#### [Extracted entries]
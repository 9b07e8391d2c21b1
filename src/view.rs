use std::cmp::Ordering;
use std::collections::HashMap;

use crate::models::{CacheEntry, Hit, SortKey};

/// How one sortable column orders hits.
///
/// `compare` is always an ascending comparison. Columns with
/// `default_descending` are reversed once after sorting, before the user's
/// reverse toggle is applied on top.
#[derive(Clone, Copy)]
pub struct ColumnSort {
    pub compare: fn(&Hit, &Hit) -> Ordering,
    pub default_descending: bool,
}

pub fn column_sort(key: SortKey) -> Option<ColumnSort> {
    match key {
        SortKey::None => None,
        SortKey::Title => Some(ColumnSort {
            compare: |a, b| missing_last(&a.title, &b.title),
            default_descending: false,
        }),
        SortKey::Author => Some(ColumnSort {
            compare: |a, b| missing_last(&a.author, &b.author),
            default_descending: false,
        }),
        SortKey::Comments => Some(ColumnSort {
            compare: |a, b| missing_last(&a.num_comments, &b.num_comments),
            default_descending: true,
        }),
        SortKey::Points => Some(ColumnSort {
            compare: |a, b| missing_last(&a.points, &b.points),
            default_descending: true,
        }),
    }
}

// Present values ascend; absent ones trail them
fn missing_last<T: Ord>(a: &Option<T>, b: &Option<T>) -> Ordering {
    match (a, b) {
        (Some(a), Some(b)) => a.cmp(b),
        (Some(_), None) => Ordering::Less,
        (None, Some(_)) => Ordering::Greater,
        (None, None) => Ordering::Equal,
    }
}

/// Derive the rows to display for `active_key`.
///
/// Pure: the cache is only read, and identical inputs give identical output.
pub fn project(
    cache: &HashMap<String, CacheEntry>,
    active_key: &str,
    sort_key: SortKey,
    sort_reversed: bool,
) -> Vec<Hit> {
    let Some(entry) = cache.get(active_key) else {
        return Vec::new();
    };

    let mut hits = entry.hits.clone();
    if let Some(column) = column_sort(sort_key) {
        // Stable, so ties keep fetch order before any reversal
        hits.sort_by(column.compare);
        if column.default_descending {
            hits.reverse();
        }
    }
    if sort_reversed {
        hits.reverse();
    }
    hits
}
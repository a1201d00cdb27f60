use actix_web::{HttpResponse, Responder, web};

use crate::AppState;

/// Version from Cargo.toml, available at compile time
pub const VERSION: &str = env!("CARGO_PKG_VERSION");

pub fn config_routes(cfg: &mut web::ServiceConfig) {
    cfg.service(web::resource("/api/health").route(web::get().to(health_check)));
    cfg.service(web::resource("/api/version").route(web::get().to(get_version)));
}

async fn health_check(state: web::Data<AppState>) -> impl Responder {
    // note count doubles as a liveness probe of the store
    let notes = state.db.count_notes().unwrap_or(-1);

    HttpResponse::Ok().json(serde_json::json!({
        "status": "ok",
        "version": VERSION,
        "notes": notes
    }))
}

async fn get_version() -> impl Responder {
    HttpResponse::Ok().json(serde_json::json!({
        "version": VERSION
    }))
}
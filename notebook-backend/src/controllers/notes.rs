//! Notes REST API — CRUD, tag filtering, and per-note word statistics.

use actix_web::http::header;
use actix_web::{HttpResponse, Responder, web};
use serde::Deserialize;

use crate::config::defaults;
use crate::error::NoteError;
use crate::models::{
    CreateNoteRequest, ErrorResponse, NoteSummary, PageRequest, Tag, UpdateNoteRequest,
};
use crate::AppState;

#[derive(Debug, Deserialize)]
struct PageQuery {
    #[serde(default)]
    page: u32,
    #[serde(default = "default_size")]
    size: u32,
}

#[derive(Debug, Deserialize)]
struct TagPageQuery {
    tags: Option<String>,
    #[serde(default)]
    page: u32,
    #[serde(default = "default_size")]
    size: u32,
}

fn default_size() -> u32 {
    defaults::PAGE_SIZE
}

/// Map a service failure onto the API error body.
fn error_response(err: NoteError) -> HttpResponse {
    match err {
        NoteError::NotFound(_) => {
            HttpResponse::NotFound().json(ErrorResponse::new("Note Not Found", err.to_string(), 404))
        }
        NoteError::Validation { .. } => HttpResponse::BadRequest().json(ErrorResponse::new(
            "Validation Failed",
            err.to_string(),
            400,
        )),
        err => {
            log::error!("Note store failure: {}", err);
            HttpResponse::InternalServerError().json(ErrorResponse::new(
                "Internal Server Error",
                "An unexpected error occurred",
                500,
            ))
        }
    }
}

fn parse_page(page: u32, size: u32) -> Result<PageRequest, HttpResponse> {
    PageRequest::new(page, size).map_err(|e| {
        HttpResponse::BadRequest().json(ErrorResponse::new(
            "Invalid Request Parameters",
            e.to_string(),
            400,
        ))
    })
}

/// Parse a comma-separated tag list; unknown literals are a client error,
/// not a core concern.
fn parse_tags(raw: Option<&str>) -> Result<Vec<Tag>, HttpResponse> {
    let mut tags = Vec::new();
    for part in raw.unwrap_or("").split(',') {
        let part = part.trim();
        if part.is_empty() {
            continue;
        }
        match Tag::from_str(part) {
            Some(tag) => tags.push(tag),
            None => {
                return Err(HttpResponse::BadRequest().json(ErrorResponse::new(
                    "Invalid Parameter Type",
                    format!(
                        "unknown tag '{}'; expected BUSINESS, PERSONAL, or IMPORTANT",
                        part
                    ),
                    400,
                )));
            }
        }
    }
    Ok(tags)
}

async fn create_note(
    state: web::Data<AppState>,
    body: web::Json<CreateNoteRequest>,
) -> impl Responder {
    match state.service.create_note(body.into_inner()) {
        Ok(note) => {
            let location = format!("/api/notes/{}", note.id);
            HttpResponse::Created()
                .insert_header((header::LOCATION, location))
                .json(note)
        }
        Err(e) => error_response(e),
    }
}

async fn get_all_notes(state: web::Data<AppState>, query: web::Query<PageQuery>) -> impl Responder {
    let page = match parse_page(query.page, query.size) {
        Ok(p) => p,
        Err(resp) => return resp,
    };

    match state.service.get_all_notes(&page) {
        Ok(notes) => {
            let summaries: Vec<NoteSummary> = notes.iter().map(NoteSummary::from).collect();
            HttpResponse::Ok().json(summaries)
        }
        Err(e) => error_response(e),
    }
}

async fn get_notes_by_tag(
    state: web::Data<AppState>,
    query: web::Query<TagPageQuery>,
) -> impl Responder {
    let tags = match parse_tags(query.tags.as_deref()) {
        Ok(t) => t,
        Err(resp) => return resp,
    };
    let page = match parse_page(query.page, query.size) {
        Ok(p) => p,
        Err(resp) => return resp,
    };

    match state.service.get_notes_by_tag(&tags, &page) {
        Ok(notes) => {
            let summaries: Vec<NoteSummary> = notes.iter().map(NoteSummary::from).collect();
            HttpResponse::Ok().json(summaries)
        }
        Err(e) => error_response(e),
    }
}

async fn get_note_by_id(state: web::Data<AppState>, path: web::Path<String>) -> impl Responder {
    match state.service.get_note_by_id(&path.into_inner()) {
        Ok(note) => HttpResponse::Ok().json(note),
        Err(e) => error_response(e),
    }
}

async fn get_note_stats(state: web::Data<AppState>, path: web::Path<String>) -> impl Responder {
    match state.service.get_note_stats_by_id(&path.into_inner()) {
        Ok(stats) => HttpResponse::Ok().json(stats),
        Err(e) => error_response(e),
    }
}

async fn update_note(
    state: web::Data<AppState>,
    path: web::Path<String>,
    body: web::Json<UpdateNoteRequest>,
) -> impl Responder {
    match state.service.update_note(&path.into_inner(), body.into_inner()) {
        Ok(note) => HttpResponse::Ok().json(note),
        Err(e) => error_response(e),
    }
}

async fn delete_note(state: web::Data<AppState>, path: web::Path<String>) -> impl Responder {
    match state.service.delete_note(&path.into_inner()) {
        Ok(()) => HttpResponse::NoContent().finish(),
        Err(e) => error_response(e),
    }
}

pub fn config(cfg: &mut web::ServiceConfig) {
    cfg.service(
        web::scope("/api/notes")
            .route("", web::post().to(create_note))
            .route("", web::get().to(get_all_notes))
            .route("/tag", web::get().to(get_notes_by_tag))
            .route("/{id}", web::get().to(get_note_by_id))
            .route("/{id}/stats", web::get().to(get_note_stats))
            .route("/{id}", web::put().to(update_note))
            .route("/{id}", web::delete().to(delete_note)),
    );
}
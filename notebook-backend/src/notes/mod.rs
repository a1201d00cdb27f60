//! Note domain — business rules for the notebook backend.
//!
//! Pure helpers (`word_stats`, `tag_filter`, `merge`, `validation`) plus the
//! `NoteService` orchestration over the SQLite store.

pub mod merge;
pub mod service;
pub mod tag_filter;
pub mod validation;
pub mod word_stats;

pub use service::NoteService;
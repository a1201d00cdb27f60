use std::env;

/// Environment variable names - single source of truth
pub mod env_vars {
    pub const PORT: &str = "PORT";
    pub const DATABASE_URL: &str = "DATABASE_URL";
}

/// Default values
pub mod defaults {
    pub const PORT: u16 = 8080;
    pub const DATABASE_URL: &str = "./.db/notebook.db";
    /// Default page size for note listings
    pub const PAGE_SIZE: u32 = 10;
}

#[derive(Debug, Clone)]
pub struct Config {
    pub port: u16,
    pub database_url: String,
}

impl Config {
    pub fn from_env() -> Self {
        let port = env::var(env_vars::PORT)
            .ok()
            .and_then(|p| p.parse().ok())
            .unwrap_or(defaults::PORT);

        let database_url = env::var(env_vars::DATABASE_URL)
            .unwrap_or_else(|_| defaults::DATABASE_URL.to_string());

        Config { port, database_url }
    }
}
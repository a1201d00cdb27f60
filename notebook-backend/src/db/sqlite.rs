//! SQLite connection handling and schema setup.

use rusqlite::{Connection, Result as SqliteResult};
use std::path::Path;
use std::sync::Mutex;

/// Database wrapping a single SQLite connection. Access is serialized
/// through the mutex; per-table operations live under `db/tables/`.
pub struct Database {
    pub(crate) conn: Mutex<Connection>,
}

impl Database {
    /// Open (or create) the database at the given path and ensure the
    /// schema exists.
    pub fn new(database_url: &str) -> SqliteResult<Self> {
        if let Some(parent) = Path::new(database_url).parent() {
            if !parent.as_os_str().is_empty() {
                std::fs::create_dir_all(parent).ok();
            }
        }

        let conn = Connection::open(database_url)?;
        conn.execute_batch("PRAGMA foreign_keys = ON;")?;
        Self::create_tables(&conn)?;

        Ok(Database {
            conn: Mutex::new(conn),
        })
    }

    fn create_tables(conn: &Connection) -> SqliteResult<()> {
        conn.execute(
            "CREATE TABLE IF NOT EXISTS notes (
                id TEXT PRIMARY KEY,
                title TEXT NOT NULL,
                text TEXT NOT NULL,
                tags TEXT NOT NULL,
                created_date TEXT NOT NULL
            )",
            [],
        )?;

        // Tag mirror used to narrow tag queries before the filter predicate runs
        conn.execute(
            "CREATE TABLE IF NOT EXISTS note_tags (
                note_id TEXT NOT NULL REFERENCES notes(id) ON DELETE CASCADE,
                tag TEXT NOT NULL,
                PRIMARY KEY (note_id, tag)
            )",
            [],
        )?;

        conn.execute(
            "CREATE INDEX IF NOT EXISTS idx_notes_created_date ON notes(created_date)",
            [],
        )?;
        conn.execute(
            "CREATE INDEX IF NOT EXISTS idx_note_tags_tag ON note_tags(tag)",
            [],
        )?;

        Ok(())
    }
}
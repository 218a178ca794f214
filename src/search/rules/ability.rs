//! Rules over card abilities: effect groups, life burst, cross and timing.
//!
//! Skill, no-burst and cross look at the canonical record, since reprints
//! may omit ability data. Timing reads the printed record.

use smallvec::SmallVec;

use crate::cards::{CardRecord, CardType, EffectGroup, Timming};
use crate::search::keywords;
use crate::search::rule::{accept_all, Predicate, Rule, RuleKind, SearchContext};
use crate::search::tokenizer::TokenBuffer;

/// Matches cards having any of the named effect groups.
#[derive(Clone, Copy, Debug, Default)]
pub struct SkillRule;

impl Rule for SkillRule {
    fn kind(&self) -> RuleKind {
        RuleKind::Skill
    }

    fn parse<'a>(&self, tokens: &mut TokenBuffer, ctx: &SearchContext<'a>) -> Predicate<'a> {
        let locale = ctx.locale;
        let groups: SmallVec<[EffectGroup; 4]> = tokens
            .claim(|token| {
                keywords::SKILLS
                    .iter()
                    .find(|(_, spellings)| locale.matches_any(token, spellings))
                    .map(|&(group, _)| group)
            })
            .into_iter()
            .collect();
        if groups.is_empty() {
            return accept_all();
        }

        let store = ctx.store;
        Box::new(move |record: &CardRecord| {
            let canonical = store.canonical_or_self(record);
            groups.iter().any(|&group| !canonical.effects(group).is_empty())
        })
    }
}

/// Matches SIGNI and spells without a life burst.
#[derive(Clone, Copy, Debug, Default)]
pub struct NoBurstRule;

impl Rule for NoBurstRule {
    fn kind(&self) -> RuleKind {
        RuleKind::NoBurst
    }

    fn parse<'a>(&self, tokens: &mut TokenBuffer, ctx: &SearchContext<'a>) -> Predicate<'a> {
        let locale = ctx.locale;
        let claimed = tokens.claim(|token| locale.matches_any(token, keywords::NO_BURST).then_some(()));
        if claimed.is_empty() {
            return accept_all();
        }

        let store = ctx.store;
        Box::new(move |record: &CardRecord| {
            let canonical = store.canonical_or_self(record);
            matches!(canonical.card_type, CardType::Signi | CardType::Spell) && !canonical.has_burst()
        })
    }
}

/// Matches SIGNI with a cross link.
#[derive(Clone, Copy, Debug, Default)]
pub struct CrossRule;

impl Rule for CrossRule {
    fn kind(&self) -> RuleKind {
        RuleKind::Cross
    }

    fn parse<'a>(&self, tokens: &mut TokenBuffer, ctx: &SearchContext<'a>) -> Predicate<'a> {
        let locale = ctx.locale;
        let claimed = tokens.claim(|token| locale.matches_any(token, keywords::CROSS).then_some(()));
        if claimed.is_empty() {
            return accept_all();
        }

        let store = ctx.store;
        Box::new(move |record: &CardRecord| {
            let canonical = store.canonical_or_self(record);
            canonical.card_type == CardType::Signi && canonical.has_cross()
        })
    }
}

/// Matches cards usable in any of the named phases.
#[derive(Clone, Copy, Debug, Default)]
pub struct TimmingRule;

impl Rule for TimmingRule {
    fn kind(&self) -> RuleKind {
        RuleKind::Timming
    }

    fn parse<'a>(&self, tokens: &mut TokenBuffer, ctx: &SearchContext<'a>) -> Predicate<'a> {
        let locale = ctx.locale;
        let timmings: SmallVec<[Timming; 3]> = tokens
            .claim(|token| {
                keywords::TIMMINGS
                    .iter()
                    .find(|(_, spellings)| locale.matches_any(token, spellings))
                    .map(|&(timming, _)| timming)
            })
            .into_iter()
            .collect();
        if timmings.is_empty() {
            return accept_all();
        }

        Box::new(move |record: &CardRecord| timmings.iter().any(|t| record.timmings.contains(t)))
    }
}
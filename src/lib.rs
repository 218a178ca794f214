//! # wx-deck
//!
//! Card search and deck legality for WIXOSS deck building.
//!
//! ## Design Principles
//!
//! 1. **Injected Data**: The card store, localizer and format restriction
//!    are passed in. Nothing reads global card data behind the caller's back
//!    except the process-wide restriction, which is installed once.
//!
//! 2. **Rules as a Pipeline**: A query is split into tokens; each search rule
//!    claims the tokens it understands and yields a predicate. Leftover tokens
//!    are card-name fragments.
//!
//! 3. **Absence Is Not an Error**: Unknown pids fail legality checks or are
//!    skipped by counters. Unknown tokens fall through to the name rule.
//!
//! ## Modules
//!
//! - `cards`: Card records, ids, and the `CardSource` lookup interface
//! - `localize`: Keyword, name and class-label localization
//! - `search`: Tokenizer, search rules, and the query engine
//! - `deck`: Deck legality checks, format restriction, deck files, library,
//!   and the editing session

pub mod cards;
pub mod localize;
pub mod search;
pub mod deck;

// Re-export commonly used types
pub use crate::cards::{
    CardRecord, CardSource, CardStore, CardStoreError, CardType, Cid, EffectGroup, Pid, Timming,
};

pub use crate::localize::{Locale, Localizer, TableLocalizer};

pub use crate::search::{CompiledQuery, NumericRange, QueryEngine, Rule, RuleClaim, RuleKind};

pub use crate::deck::{
    deck_to_text, export_deck, import_deck, Deck, DeckEditor, DeckFileError, DeckLibrary,
    DeckReport, DeckSection, DeckValidator, FormatRestriction, KeyValueStore, LibraryError,
    MemoryKeyValueStore, RestrictionError,
};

#### [What you have to do]
Lines holding "reads" in the data above: copy each of them.

#### [Answer area]
//! may omit ability data. Timing reads the printed record.
//!    are passed in. Nothing reads global card data behind the caller's back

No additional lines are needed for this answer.